UNITED STATES DISTRICT COURT WESTERN DISTRICT OF WASHINGTON AT SEATTLE
Jul 6, 2018
CASE NO. C17-1327-MJP (W.D. Wash. Jul. 6, 2018)

Opinion

CASE NO. C17-1327-MJP

07-06-2018

INTERNATIONAL BROTHERHOOD OF TEAMSTERS, AIRLINE DIVISION and AIRLINE PROFESSIONALS ASSOCIATION OF THE INTERNATIONAL BROTHERHOOD OF TEAMSTERS, LOCAL UNION NO. 1224, Plaintiffs, v. ALASKA AIR GROUP, INC, and HORIZON AIR INDUSTRIES. INC., Defendants.


ORDER GRANTING MOTION TO DISMISS

THIS MATTER comes before the Court on Defendants' Motion to Dismiss (Dkt.
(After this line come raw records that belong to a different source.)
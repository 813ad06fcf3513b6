//! CLI command implementations.

pub mod run;
pub mod scan;
pub mod start;
pub mod status;
pub mod stop;
//! Liveness probing for managed processes.

mod checkup;
mod monitor;

pub use checkup::{CheckupEvent, CheckupFrame, CheckupLink, CheckupResponder, CheckupServer};
pub use monitor::{HeartbeatMonitor, Liveness, ReplyOutcome, TimeoutOutcome};
//! Run command - supervises one service in the foreground

use std::path::{Path, PathBuf};

use anyhow::{Context, Result};
use colored::Colorize;
use tracing::warn;

use crate::config::{
    ControlPlaneConfig, ServiceConfig, CONTROL_PLANE_FILE, ENV_CONTROL_KEY, ENV_CONTROL_SOCKET,
};
use crate::process::SystemLauncher;
use crate::supervisor::{Inbound, Supervisor};

/// Find `service` in `vigil.toml` and load its service file.
pub fn resolve_service(root: &Path, service: &str) -> Result<ServiceConfig> {
    let control = ControlPlaneConfig::load(root)
        .with_context(|| format!("Failed to load {}", root.join(CONTROL_PLANE_FILE).display()))?;
    let entry = control
        .services
        .iter()
        .find(|entry| entry.name == service)
        .with_context(|| format!("Service `{service}` is not listed in {CONTROL_PLANE_FILE}"))?;
    ServiceConfig::load(&entry.config)
        .with_context(|| format!("Failed to load {}", entry.config.display()))
}

/// Supervise `service` until it is stopped by SIGINT/SIGTERM or by the
/// control plane.
pub fn execute(root: &Path, service: &str) -> Result<()> {
    let config = resolve_service(root, service)?;
    ControlPlaneConfig::at(root)
        .ensure_dirs()
        .context("Failed to create runtime directories")?;

    let mut supervisor =
        Supervisor::new(config, SystemLauncher).context("Failed to set up supervisor")?;

    // Set by the daemon; absent when run by hand.
    if let Ok(key) = std::env::var(ENV_CONTROL_KEY) {
        let socket = std::env::var(ENV_CONTROL_SOCKET)
            .map(PathBuf::from)
            .unwrap_or_else(|_| ControlPlaneConfig::at(root).control_socket_path());
        supervisor = supervisor.with_control_key(key);
        if let Err(e) = supervisor.connect_control(&socket) {
            warn!(error = %e, socket = %socket.display(), "control plane unreachable");
        }
    }

    let tx = supervisor.sender();
    ctrlc::set_handler(move || {
        let _ = tx.send(Inbound::Signal);
    })
    .context("Failed to install signal handler")?;

    println!("{} Supervising {}", "→".cyan().bold(), service.bold());
    supervisor.run();
    println!("{} {} stopped", "✓".green().bold(), service);
    Ok(())
}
No. 27.) Having reviewed the Motion, the Response (Dkt. No. 51), the Reply (Dkt. No. 53), the Supplemental Briefs (Dkt. Nos. 74, 78), and all related papers, and having considered the parties' submissions at oral argument, the Court GRANTS the Motion to Dismiss pursuant to Federal Rules of Civil Procedure 12(b)(6) and 12(b)(1).

Background

Plaintiffs International Brotherhood of Teamsters, Airline Division and the Airline Professionals Association of the International Brotherhood of Teamsters, Local Union No. 1224 (collectively, the "Union") filed this action against Defendants Alaska Air Group, Inc. ("AAG") and Horizon Air Industries, Inc. ("Horizon") seeking declaratory and injunctive relief under the Railway Labor Act, 45 U.S.C. § 151 et seq. (Dkt. No. 20 at ¶ 1.)

Horizon serves as a regional carrier for Alaska Airlines, Inc. ("Alaska"). Both Alaska and Horizon are wholly-owned subsidiaries of AAG. (Dkt. No. 27 at 10; Dkt. No. 1 at ¶¶ 8-9.) --------

The Union alleges that, under the terms of a 2016 Letter of Agreement ("LOA"), AAG and Horizon committed to acquiring no fewer than 30 Embraer-175 regional jet aircraft ("E175s"), to be flown exclusively by Horizon pilots represented by the Union (the "Union Pilots"). (Id. at ¶ 2.) In Counts I and II, the Union alleges that Defendants have violated the LOA by allowing SkyWest Airlines ("SkyWest") to operate five of these E175s (the "SkyWest E175s"). (Id. at ¶¶ 40, 43.) In Count III, the Union alleges that Defendants' decision was motivated by "anti-union animus" and intended "to embarrass, discredit, and diminish the Union in the eyes of its members . . . drive it from the labor market, and, ultimately, destroy it." (Id. at ¶ 46.)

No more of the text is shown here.